Il avait grandi, comme une mauvaise herbe sauvage et indomptable. Tout le
contraire de moi, choyée, gâtée, entourée mais si durement éprouvée par la mort
de mes parents. Ce manque est irrémédiable, un puits sans fond impossible à
combler.
.
Mickaël toussa discrètement derrière sa main. Le serveur attendait
notre choix en matière de desserts. Devant la gourmandise évidente de mon
regard, un mille feuilles « maison » me fut recommandé. Une
satisfaction intense, celle des papilles, me fit prendre mon temps. Mon
vis-à-vis qui ne partageait pas les mêmes goûts, commençait à trouver que
j’étais d’une lenteur affligeante. Il essayait, par tous les moyens, d’attirer
mon attention pour jouer de sa séduction virile. Le combat était perdu
d’avance. Ce mille feuilles était tout simplement divin.
Alors que je tentais une dernière diversion en m’absorbant dans le
délicat dessin du feuilletage, Mickaël, sans préambule ni préliminaire, me fit
du pied et du genou tandis que sa main pétrissait ma cuisse. Je déplorai
vivement la mentalité masculine consistant à penser qu’un repas bien ordonné
autorisait des privautés plus ou moins galantes.
De mon talon aiguille, je lui écrasai un orteil pendant que ma
fourchette se plantait adroitement sur sa main baladeuse. La douleur le fit
grimacer. J’en profitai pour m’esquiver, au bord du fou rire. La vie n’est
faite que d’illusion, pensai-je en pinçant les lèvres, le temps de traverser
dignement la salle à manger puis le hall de réception. Je cherchai des yeux ma
vieille Fiat qui démarra en pétaradant. Je mis le cap sur mon quartier
déshérité. En bas de l’escalier malodorant de mon immeuble, gisait un homme
hirsute et plus ou moins inconscient. J’enjambai son corps avec indifférence et
grimpai résolument les hautes marches graisseuses. J’avais un train à prendre
le lendemain. Les déménageurs seraient là tôt. Il s’agissait d’un transport en
groupage, constitué pour ma part de cartons de livres et de linge.

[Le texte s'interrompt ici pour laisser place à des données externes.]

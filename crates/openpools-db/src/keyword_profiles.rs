//! Keyword profile repository implementation.
//!
//! The `keywords` column is JSONB and is returned undecoded; decoding and
//! normalization belong to the matching core.

use async_trait::async_trait;
use serde_json::Value as JsonValue;
use sqlx::{postgres::PgRow, types::Json, Pool, Postgres, Row};
use tracing::debug;
use uuid::Uuid;

use openpools_core::{
    Error, KeywordProfile, KeywordProfileStore, Result, StoredKeywordProfile,
};

/// PostgreSQL implementation of KeywordProfileStore.
pub struct PgKeywordProfileRepository {
    pool: Pool<Postgres>,
}

impl PgKeywordProfileRepository {
    pub fn new(pool: Pool<Postgres>) -> Self {
        Self { pool }
    }

    /// Store raw keyword JSON, bypassing the typed model. Used to load legacy
    /// rows and by tests that need malformed data.
    pub async fn upsert_raw(&self, user_id: Uuid, keywords: &JsonValue) -> Result<()> {
        let total = keywords.as_array().map(|a| a.len()).unwrap_or(0) as i32;
        sqlx::query(
            r#"
            INSERT INTO keyword_profiles (user_id, keywords, total_keywords, last_updated)
            VALUES ($1, $2, $3, NOW())
            ON CONFLICT (user_id) DO UPDATE SET
                keywords = EXCLUDED.keywords,
                total_keywords = EXCLUDED.total_keywords,
                last_updated = EXCLUDED.last_updated
            "#,
        )
        .bind(user_id)
        .bind(keywords)
        .bind(total)
        .execute(&self.pool)
        .await
        .map_err(Error::Database)?;
        Ok(())
    }
}

fn row_to_stored(row: &PgRow) -> StoredKeywordProfile {
    StoredKeywordProfile {
        user_id: row.get("user_id"),
        keywords: row.get("keywords"),
        total_keywords: row.get("total_keywords"),
        last_updated: row.get("last_updated"),
    }
}

#[async_trait]
impl KeywordProfileStore for PgKeywordProfileRepository {
    async fn fetch(&self, user_id: Uuid) -> Result<Option<StoredKeywordProfile>> {
        let row = sqlx::query(
            "SELECT user_id, keywords, total_keywords, last_updated
             FROM keyword_profiles WHERE user_id = $1",
        )
        .bind(user_id)
        .fetch_optional(&self.pool)
        .await
        .map_err(Error::Database)?;

        Ok(row.as_ref().map(row_to_stored))
    }

    async fn fetch_many(&self, user_ids: &[Uuid]) -> Result<Vec<StoredKeywordProfile>> {
        if user_ids.is_empty() {
            return Ok(Vec::new());
        }
        let rows = sqlx::query(
            "SELECT user_id, keywords, total_keywords, last_updated
             FROM keyword_profiles WHERE user_id = ANY($1)",
        )
        .bind(user_ids)
        .fetch_all(&self.pool)
        .await
        .map_err(Error::Database)?;

        debug!(
            subsystem = "database",
            component = "keyword_profiles",
            op = "fetch_many",
            requested = user_ids.len(),
            result_count = rows.len(),
            "Fetched keyword profiles"
        );
        Ok(rows.iter().map(row_to_stored).collect())
    }

    async fn list_all(&self) -> Result<Vec<StoredKeywordProfile>> {
        let rows = sqlx::query(
            "SELECT user_id, keywords, total_keywords, last_updated
             FROM keyword_profiles ORDER BY user_id",
        )
        .fetch_all(&self.pool)
        .await
        .map_err(Error::Database)?;

        Ok(rows.iter().map(row_to_stored).collect())
    }

    async fn upsert(&self, profile: &KeywordProfile) -> Result<()> {
        sqlx::query(
            r#"
            INSERT INTO keyword_profiles (user_id, keywords, total_keywords, last_updated)
            VALUES ($1, $2, $3, $4)
            ON CONFLICT (user_id) DO UPDATE SET
                keywords = EXCLUDED.keywords,
                total_keywords = EXCLUDED.total_keywords,
                last_updated = EXCLUDED.last_updated
            "#,
        )
        .bind(profile.user_id)
        .bind(Json(&profile.keywords))
        .bind(profile.total_keywords)
        .bind(profile.last_updated)
        .execute(&self.pool)
        .await
        .map_err(Error::Database)?;
        Ok(())
    }
}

Les tristes circonstances de mon départ m’apparurent dérisoires,
lorsque j’analysais les causes profondes sur lesquelles j’avais fermé les yeux
si longtemps. Les escapades de Mat, son manque d’égard, son sans-gêne et le peu
d’amour sincère dont il faisait preuve, de temps à autre, dans le but d’obtenir
des subsides ou de satisfaire un caprice de la dernière minute, comment
avais-je pu accepter de vivre de la sorte ? Je préparai machinalement mes
vêtements pour le lendemain, rangeant ici et là quelques objets oubliés.
Il était une heure du
matin. C’était une nuit étoilée, un immense dôme scintillant. J’en scrutai
l’infinie étendue en m’interrogeant sur l’importance de mon existence par
rapport au cosmos. La réalité grandiose de l’univers m’apparut dans toute sa splendeur.